Presentation on theme: "The RHIC-ATLAS Computing Facility at BNL HEPIX – Edinburgh May 24-28, 2004 Tony Chan RHIC Computing Facility Brookhaven National Laboratory."— Presentation transcript:
The RHIC-ATLAS Computing Facility at BNL HEPIX – Edinburgh May 24-28, 2004 Tony Chan RHIC Computing Facility Brookhaven National Laboratory
Outline Background Mass Storage Central Disk Storage Linux Farm Monitoring Security & Authentication Future Developments Summary
Background Brookhaven National Lab (BNL) is a U.S. govt funded multi-disciplinary research laboratory. RACF formed in the mid-90s to address computing needs of RHIC experiments. Became U.S. Tier 1 Center for ATLAS in late 90s. RACF supports HENP and HEP scientific computing efforts and various general services (backup, e-mail, web, off-site data transfer, Grid, etc).
Background (continued) Currently 29 staff members (4 new hires in 2004). RHIC Year 4 just concluded. Performance surpassed all expectations.

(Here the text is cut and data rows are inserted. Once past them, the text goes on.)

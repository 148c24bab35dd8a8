// Copyright 2026 Phillip Cloud
// Licensed under the Apache License, Version 2.0

use anyhow::{Context, Result, anyhow, bail};
use serde::Deserialize;
use sheetboard_app::{
    LayoutMode, RoleLabels, SortDirection, SortField, SortTerm, UrgencyWindow, ViewConfig,
    action_sort, default_hidden_statuses, normalize,
};
use sheetboard_tui::BoardTiming;
use std::collections::{BTreeSet, HashSet};
use std::env;
use std::fs;
use std::path::{Path, PathBuf};
use std::time::Duration;

pub const APP_NAME: &str = "sheetboard";
const CONFIG_VERSION: i64 = 1;
const DEFAULT_TITLE: &str = "Shop Board";
const DEFAULT_TIMEOUT: &str = "10s";
const DEFAULT_REFRESH_INTERVAL: &str = "15s";
const DEFAULT_CLOCK_INTERVAL: &str = "1s";
const DEFAULT_SCROLL_TICK: &str = "25ms";
const SHEET_ID_ENV: &str = "SHEETBOARD_SHEET_ID";
const CONFIG_PATH_ENV: &str = "SHEETBOARD_CONFIG_PATH";

#[derive(Debug, Clone, Deserialize)]
pub struct Config {
    pub version: i64,
    #[serde(default)]
    pub source: Source,
    #[serde(default)]
    pub refresh: Refresh,
    #[serde(default)]
    pub ui: Ui,
    #[serde(default)]
    pub logging: Logging,
    #[serde(default)]
    pub views: Vec<ViewEntry>,
}

impl Default for Config {
    fn default() -> Self {
        Self {
            version: CONFIG_VERSION,
            source: Source::default(),
            refresh: Refresh::default(),
            ui: Ui::default(),
            logging: Logging::default(),
            views: Vec::new(),
        }
    }
}

#[derive(Debug, Clone, Deserialize)]
pub struct Source {
    pub sheet_id: Option<String>,
    pub base_url: Option<String>,
    pub timeout: Option<String>,
}

impl Default for Source {
    fn default() -> Self {
        Self {
            sheet_id: None,
            base_url: Some(sheetboard_gviz::DEFAULT_BASE_URL.to_owned()),
            timeout: Some(DEFAULT_TIMEOUT.to_owned()),
        }
    }
}

#[derive(Debug, Clone, Deserialize)]
pub struct Refresh {
    pub interval: Option<String>,
    pub clock: Option<String>,
}

impl Default for Refresh {
    fn default() -> Self {
        Self {
            interval: Some(DEFAULT_REFRESH_INTERVAL.to_owned()),
            clock: Some(DEFAULT_CLOCK_INTERVAL.to_owned()),
        }
    }
}

#[derive(Debug, Clone, Deserialize)]
pub struct Ui {
    pub title: Option<String>,
    pub layout: Option<LayoutMode>,
    pub scroll_rows_per_second: Option<f64>,
    pub scroll_tick: Option<String>,
}

impl Default for Ui {
    fn default() -> Self {
        Self {
            title: Some(DEFAULT_TITLE.to_owned()),
            layout: Some(LayoutMode::SideBySide),
            scroll_rows_per_second: Some(sheetboard_app::DEFAULT_ROWS_PER_SECOND),
            scroll_tick: Some(DEFAULT_SCROLL_TICK.to_owned()),
        }
    }
}

#[derive(Debug, Clone, Default, Deserialize)]
pub struct Logging {
    pub file: Option<String>,
}

/// Sheet tab ids are numeric in the sheet URL; both `"0"` and `0` are accepted.
#[derive(Debug, Clone, PartialEq, Eq, Deserialize)]
#[serde(untagged)]
pub enum TableId {
    Text(String),
    Number(i64),
}

impl TableId {
    fn as_string(&self) -> String {
        match self {
            Self::Text(value) => value.trim().to_owned(),
            Self::Number(value) => value.to_string(),
        }
    }
}

#[derive(Debug, Clone, Deserialize)]
pub struct ViewEntry {
    pub name: String,
    pub table_id: TableId,
    pub count_label: Option<String>,
    pub columns: Option<Vec<usize>>,
    pub sort: Option<Vec<SortEntry>>,
    pub hide_statuses: Option<Vec<String>>,
    pub red_window_days: Option<i64>,
    pub yellow_window_days: Option<i64>,
    pub auto_scroll: Option<bool>,
    #[serde(default)]
    pub roles: RoleOverrides,
}

#[derive(Debug, Clone, Deserialize)]
pub struct SortEntry {
    pub key: String,
    pub direction: Option<String>,
}

#[derive(Debug, Clone, Default, Deserialize)]
pub struct RoleOverrides {
    pub status: Option<String>,
    pub priority: Option<String>,
    pub samples: Option<String>,
    pub needed_by: Option<String>,
    pub timestamp: Option<String>,
}

impl Config {
    pub fn default_path() -> Result<PathBuf> {
        if let Some(path) = env::var_os(CONFIG_PATH_ENV) {
            return Ok(PathBuf::from(path));
        }

        let config_root = dirs::config_dir().ok_or_else(|| {
            anyhow!("cannot resolve config directory; set {CONFIG_PATH_ENV} to the config file")
        })?;

        let app_dir = config_root.join(APP_NAME);
        fs::create_dir_all(&app_dir)
            .with_context(|| format!("create config directory {}", app_dir.display()))?;
        Ok(app_dir.join("config.toml"))
    }

    pub fn load(path: &Path) -> Result<Self> {
        if !path.exists() {
            return Ok(Self::default());
        }

        let raw = fs::read_to_string(path)
            .with_context(|| format!("read config file {}", path.display()))?;
        let value: toml::Value = toml::from_str(&raw)
            .with_context(|| format!("parse TOML config {}", path.display()))?;

        let version = value
            .get("version")
            .and_then(toml::Value::as_integer)
            .ok_or_else(|| {
                anyhow!(
                    "config file {} is not versioned. Add `version = 1` and place values under [source], [refresh], [ui], and [[views]]",
                    path.display()
                )
            })?;

        if version != CONFIG_VERSION {
            bail!(
                "unsupported config version {} in {}; expected version = 1",
                version,
                path.display()
            );
        }

        let config: Config = value
            .try_into()
            .with_context(|| format!("decode config {}", path.display()))?;
        config.validate(path)?;
        Ok(config)
    }

    fn validate(&self, path: &Path) -> Result<()> {
        for (key, raw) in [
            ("source.timeout", &self.source.timeout),
            ("refresh.interval", &self.refresh.interval),
            ("refresh.clock", &self.refresh.clock),
            ("ui.scroll_tick", &self.ui.scroll_tick),
        ] {
            if let Some(raw) = raw {
                let parsed = parse_duration(raw)
                    .with_context(|| format!("{key} in {}", path.display()))?;
                if parsed <= Duration::ZERO {
                    bail!("{key} in {} must be positive, got {raw}", path.display());
                }
            }
        }

        if let Some(speed) = self.ui.scroll_rows_per_second
            && !(speed.is_finite() && speed > 0.0)
        {
            bail!(
                "ui.scroll_rows_per_second in {} must be a positive number, got {speed}",
                path.display()
            );
        }

        let mut names = HashSet::new();
        for (index, view) in self.views.iter().enumerate() {
            let name = view.name.trim();
            if name.is_empty() {
                bail!("views[{index}].name in {} must not be empty", path.display());
            }
            if !names.insert(name.to_owned()) {
                bail!(
                    "duplicate view name {name:?} in {}; give each [[views]] entry a unique name",
                    path.display()
                );
            }
            if view.table_id.as_string().is_empty() {
                bail!(
                    "views[{index}].table_id in {} must not be empty; use the gid from the sheet tab URL",
                    path.display()
                );
            }
            view_config(view).with_context(|| format!("views[{index}] in {}", path.display()))?;
        }

        Ok(())
    }

    /// `SHEETBOARD_SHEET_ID` wins over `[source].sheet_id`.
    pub fn sheet_id(&self) -> Result<String> {
        let from_env = env::var(SHEET_ID_ENV)
            .ok()
            .filter(|value| !value.trim().is_empty());
        let from_config = self
            .source
            .sheet_id
            .clone()
            .filter(|value| !value.trim().is_empty());
        from_env.or(from_config).ok_or_else(|| {
            anyhow!(
                "no spreadsheet configured; set [source].sheet_id or {SHEET_ID_ENV} (the id between /d/ and /edit in the sheet URL)"
            )
        })
    }

    pub fn base_url(&self) -> &str {
        self.source
            .base_url
            .as_deref()
            .unwrap_or(sheetboard_gviz::DEFAULT_BASE_URL)
            .trim_end_matches('/')
    }

    pub fn timeout(&self) -> Result<Duration> {
        parse_duration(self.source.timeout.as_deref().unwrap_or(DEFAULT_TIMEOUT))
    }

    pub fn timing(&self) -> Result<BoardTiming> {
        Ok(BoardTiming {
            refresh_interval: parse_duration(
                self.refresh
                    .interval
                    .as_deref()
                    .unwrap_or(DEFAULT_REFRESH_INTERVAL),
            )?,
            clock_interval: parse_duration(
                self.refresh.clock.as_deref().unwrap_or(DEFAULT_CLOCK_INTERVAL),
            )?,
            scroll_tick: parse_duration(
                self.ui.scroll_tick.as_deref().unwrap_or(DEFAULT_SCROLL_TICK),
            )?,
        })
    }

    pub fn title(&self) -> &str {
        self.ui.title.as_deref().unwrap_or(DEFAULT_TITLE)
    }

    pub fn layout(&self) -> LayoutMode {
        self.ui.layout.unwrap_or_default()
    }

    pub fn scroll_rows_per_second(&self) -> f64 {
        self.ui
            .scroll_rows_per_second
            .unwrap_or(sheetboard_app::DEFAULT_ROWS_PER_SECOND)
    }

    pub fn log_file(&self) -> Result<PathBuf> {
        if let Some(file) = &self.logging.file {
            return Ok(PathBuf::from(file));
        }
        let cache_root = dirs::cache_dir().ok_or_else(|| {
            anyhow!("cannot resolve cache directory; set [logging].file to a writable path")
        })?;
        Ok(cache_root.join(APP_NAME).join(format!("{APP_NAME}.log")))
    }

    pub fn view_configs(&self) -> Result<Vec<ViewConfig>> {
        if self.views.is_empty() {
            bail!(
                "no [[views]] configured; run `sheetboard --print-example-config` for a template"
            );
        }
        self.views.iter().map(view_config).collect()
    }

    pub fn example_config(path: &Path) -> String {
        format!(
            r#"# sheetboard config
# Place this file at: {path}

version = 1

[source]
# The id between /d/ and /edit in the sheet URL. SHEETBOARD_SHEET_ID overrides it.
sheet_id = "your-sheet-id"
base_url = "{base_url}"
timeout = "{timeout}"

[refresh]
interval = "{interval}"
clock = "{clock}"

[ui]
title = "{title}"
# side-by-side or stacked
layout = "side-by-side"
scroll_rows_per_second = {speed}
scroll_tick = "{tick}"

[logging]
# Optional. Default is the platform cache dir (for example ~/.cache/sheetboard/sheetboard.log)
# file = "/absolute/path/to/sheetboard.log"

[[views]]
name = "New Parts"
table_id = "0"
count_label = "items"
# Column positions to show; leave out to show every column.
# columns = [0, 1, 2, 3, 6, 7]
sort = [
  {{ key = "status", direction = "asc" }},
  {{ key = "due", direction = "asc" }},
  {{ key = "timestamp", direction = "asc" }},
]
hide_statuses = ["DONE"]
red_window_days = 7
yellow_window_days = 10

[[views]]
name = "Live Notes"
table_id = "your-notes-gid"
count_label = "notes"
sort = [{{ key = "timestamp", direction = "desc" }}]
auto_scroll = true

# [views.roles]
# needed_by = "DUE"
"#,
            path = path.display(),
            base_url = sheetboard_gviz::DEFAULT_BASE_URL,
            timeout = DEFAULT_TIMEOUT,
            interval = DEFAULT_REFRESH_INTERVAL,
            clock = DEFAULT_CLOCK_INTERVAL,
            title = DEFAULT_TITLE,
            speed = sheetboard_app::DEFAULT_ROWS_PER_SECOND,
            tick = DEFAULT_SCROLL_TICK,
        )
    }
}

fn view_config(entry: &ViewEntry) -> Result<ViewConfig> {
    let sort = match &entry.sort {
        Some(terms) if !terms.is_empty() => terms
            .iter()
            .map(sort_term)
            .collect::<Result<Vec<_>>>()?,
        _ => action_sort(),
    };

    let hide_statuses = match &entry.hide_statuses {
        Some(statuses) => statuses
            .iter()
            .map(|status| normalize(status))
            .filter(|status| !status.is_empty())
            .collect::<BTreeSet<_>>(),
        None => default_hidden_statuses(),
    };

    let defaults = UrgencyWindow::default();
    let urgency = UrgencyWindow::new(
        entry.red_window_days.unwrap_or(defaults.red_days),
        entry.yellow_window_days.unwrap_or(defaults.yellow_days),
    );
    if urgency.yellow_days < urgency.red_days {
        bail!(
            "yellow_window_days ({}) must not be smaller than red_window_days ({})",
            urgency.yellow_days,
            urgency.red_days
        );
    }

    let mut roles = RoleLabels::default();
    for (slot, value) in [
        (&mut roles.status, &entry.roles.status),
        (&mut roles.priority, &entry.roles.priority),
        (&mut roles.samples, &entry.roles.samples),
        (&mut roles.needed_by, &entry.roles.needed_by),
        (&mut roles.timestamp, &entry.roles.timestamp),
    ] {
        if let Some(label) = value
            && !label.trim().is_empty()
        {
            *slot = label.clone();
        }
    }

    Ok(ViewConfig {
        name: entry.name.trim().to_owned(),
        table_id: entry.table_id.as_string(),
        count_label: entry
            .count_label
            .clone()
            .unwrap_or_else(|| "items".to_owned()),
        visible_columns: entry.columns.clone().unwrap_or_default(),
        sort,
        hide_statuses,
        urgency,
        roles,
        auto_scroll: entry.auto_scroll.unwrap_or(false),
    })
}

fn sort_term(entry: &SortEntry) -> Result<SortTerm> {
    let field = SortField::parse(&entry.key).ok_or_else(|| {
        anyhow!(
            "unknown sort key {:?}; use status, priority, due, timestamp, or column:<LABEL>",
            entry.key
        )
    })?;
    let direction = match entry.direction.as_deref() {
        None => SortDirection::Asc,
        Some(raw) => SortDirection::parse(raw)
            .ok_or_else(|| anyhow!("unknown sort direction {raw:?}; use asc or desc"))?,
    };
    Ok(SortTerm { field, direction })
}

fn parse_duration(raw: &str) -> Result<Duration> {
    if let Some(value) = raw.strip_suffix("ms") {
        let millis: u64 = value
            .parse()
            .with_context(|| format!("invalid duration {raw:?}"))?;
        return Ok(Duration::from_millis(millis));
    }
    if let Some(value) = raw.strip_suffix('s') {
        let secs: u64 = value
            .parse()
            .with_context(|| format!("invalid duration {raw:?}"))?;
        return Ok(Duration::from_secs(secs));
    }
    if let Some(value) = raw.strip_suffix('m') {
        let mins: u64 = value
            .parse()
            .with_context(|| format!("invalid duration {raw:?}"))?;
        return Ok(Duration::from_secs(mins * 60));
    }

    bail!("invalid duration {raw:?}; use one of: <N>ms, <N>s, <N>m (for example 500ms or 15s)")
}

Mass Storage 4 StorageTek tape silos managed via HPSS (v 4.5). Using 37 9940B drives (200 GB/tape). Aggregate bandwidth up to 700 MB/s. 10 data movers with 10 TB of disk. Total over 1.5 PB of raw data in 4 years of running (capacity for 4.5 PB).
Central Disk Storage Large SAN served via NFS DST + user home directories + scratch area. 41 Sun servers (E450 & V480) running Solaris 8 and 9. Plan to migrate all to Solaris 9 eventually. 24 Brocade switches & 250 TB of FB RAID5 managed by Veritas. Aggregate 600 MB/s data rate to/from Sun servers on average.

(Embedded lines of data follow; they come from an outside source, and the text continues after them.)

// Copyright 2026 Phillip Cloud
// Licensed under the Apache License, Version 2.0

use crate::dates::{cell_millis, format_date, format_date_time};
use crate::model::{CellValue, normalize};
use crate::roles::RoleLabels;

#[derive(Debug, Clone, Copy, PartialEq, Eq)]
pub enum ColumnFormat {
    DateOnly,
    DateTime,
    Raw,
}

impl ColumnFormat {
    /// The due-date column is date-only even when its label also mentions a
    /// date or time.
    pub fn for_label(label: &str, roles: &RoleLabels) -> Self {
        let label = normalize(label);
        let due_label = normalize(&roles.needed_by);
        if !due_label.is_empty() && label.contains(&due_label) {
            Self::DateOnly
        } else if label.contains("TIME") || label.contains("DATE") {
            Self::DateTime
        } else {
            Self::Raw
        }
    }
}

pub fn format_cell(value: &CellValue, format: ColumnFormat) -> String {
    match format {
        ColumnFormat::Raw => value.raw_text(),
        ColumnFormat::DateOnly => cell_millis(value).map(format_date).unwrap_or_default(),
        ColumnFormat::DateTime => cell_millis(value).map(format_date_time).unwrap_or_default(),
    }
}

#[cfg(test)]
mod tests {
    use super::{ColumnFormat, format_cell};
    use crate::model::CellValue;
    use crate::roles::RoleLabels;

    fn format_for(label: &str) -> ColumnFormat {
        ColumnFormat::for_label(label, &RoleLabels::default())
    }

    #[test]
    fn labels_pick_a_format() {
        assert_eq!(format_for("Needed By"), ColumnFormat::DateOnly);
        assert_eq!(format_for("needed by date"), ColumnFormat::DateOnly);
        assert_eq!(format_for("Timestamp"), ColumnFormat::DateTime);
        assert_eq!(format_for("Ship Date"), ColumnFormat::DateTime);
        assert_eq!(format_for("Customer"), ColumnFormat::Raw);
    }

    #[test]
    fn due_column_drops_time_of_day() {
        let value = CellValue::from_text("Date(2026,9,14,15,30,0)");
        assert_eq!(format_cell(&value, ColumnFormat::DateOnly), "10/14/2026");
        assert_eq!(
            format_cell(&value, ColumnFormat::DateTime),
            "10/14/2026, 3:30:00 PM"
        );
    }

    #[test]
    fn serial_and_literal_render_the_same_day() {
        let serial = CellValue::Number(46_309.0);
        let literal = CellValue::from_text("Date(2026,9,14)");
        assert_eq!(
            format_cell(&serial, ColumnFormat::DateOnly),
            format_cell(&literal, ColumnFormat::DateOnly)
        );
    }

    #[test]
    fn raw_columns_keep_the_value_unmodified() {
        let literal = CellValue::from_text("Date(2026,9,14)");
        assert_eq!(format_cell(&literal, ColumnFormat::Raw), "Date(2026,9,14)");
        assert_eq!(
            format_cell(&CellValue::Text(" Acme ".to_owned()), ColumnFormat::Raw),
            " Acme "
        );
        assert_eq!(format_cell(&CellValue::Number(12.0), ColumnFormat::Raw), "12");
    }

    #[test]
    fn unparseable_dates_render_blank() {
        let value = CellValue::Text("ASAP".to_owned());
        assert_eq!(format_cell(&value, ColumnFormat::DateOnly), "");
        assert_eq!(format_cell(&CellValue::Empty, ColumnFormat::DateTime), "");
    }
}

Central Disk Storage (cont.) RHIC and ATLAS AFS cells software repository + user home directories. Total of 11 AIX servers with 1.2 TB for RHIC and 0.5 TB for ATLAS. Transarc on server side, OpenAFS on client side. Considering OpenAFS for server side.
Linux Farm Used for mass processing of data. 1359 rack-mounted, dual-CPU (Intel) servers. Total of 1362 kSpecInt2000. Reliable (about 6 hardware failures per month at current farm size). Combination of SCSI & IDE disks with aggregate of 234+ TB of local storage.
Linux Farm (cont.) Experiments making significant use of local storage through custom job schedulers, data repository managers and rootd. Requires significant infrastructure resources (network, power, cooling, etc). Significant scalability challenges. Advance planning and careful design a must!
Linux Farm Software Custom RH 8 (RHIC) and 7.3 (ATLAS) images. Installed with Kickstart server. Support for compilers (gcc, PGI, Intel) and debuggers (gdb, Totalview, Intel). Support for network file systems (AFS, NFS) and local data storage.
Linux Farm Batch Management New Condor-based batch system with custom PYTHON front-end to replace old batch system. Fully deployed in Linux Farm. Use of Condor DAGman functionality to handle job dependencies. New system solves scalability problems of old system. Upgraded to Condor 6.6.5 (latest stable release) to implement advanced features (queue priority and preemption).
LSF v5.1 widely used in Linux Farm, specially for data analysis jobs. Peak rate of 350 K jobs/week. LSF possibly to be replaced by Condor if the latter can scale to similar peak job rates. Current Condor peak rates of 7 K jobs/week. Condor and LSF accepting jobs through GLOBUS. Condor scalability to be tested in ATLAS DC 2.
Security & Authentication Two layers of firewall with limited network services and limited interactive access through secure gateways. Migration to Kerberos 5 single sign-on and consolidation of password DBs. NIS passwords to be phased-out. Integration of K5/AFS with LSF to solve credential forwarding issues. Will need similar implementation for Condor. Implemented Kerberos certificate authority.
Future Developments HIS/HTAR deployment for UNIX-like access to HPSS. Moving beyond NFS-served SAN with more scalable solutions (Panasas, IBRIX, Lustre, NFS v.4.1, etc). dCache/SRM being evaluated as a distributed storage management solution to exploit high-capacity, low-cost local storage in the 1300+ node Linux Farm. Linux Farm OS upgrade plans (RHEL?).
US ATLAS Grid Testbed Internet HPSS Condor pool Gatekeeper Job manager Disks Grid Job Requests Globus -client 17TB 70MB/S atlas02 aafs amds Mover aftpexp00 GridFtp giis01 Information Server AFS server Globus RLS Server Local Grid development currently focused on monitoring, user management and support for DC2 production activities
Summary RHIC run very successful. Increasing staff levels to support increasing level of computing support activities. On-going evaluation of scalable solutions (dCache, Panasas, Condor, etc) in a distributed computing environment. Increased activity to support upcoming ATLAS DC 2 production.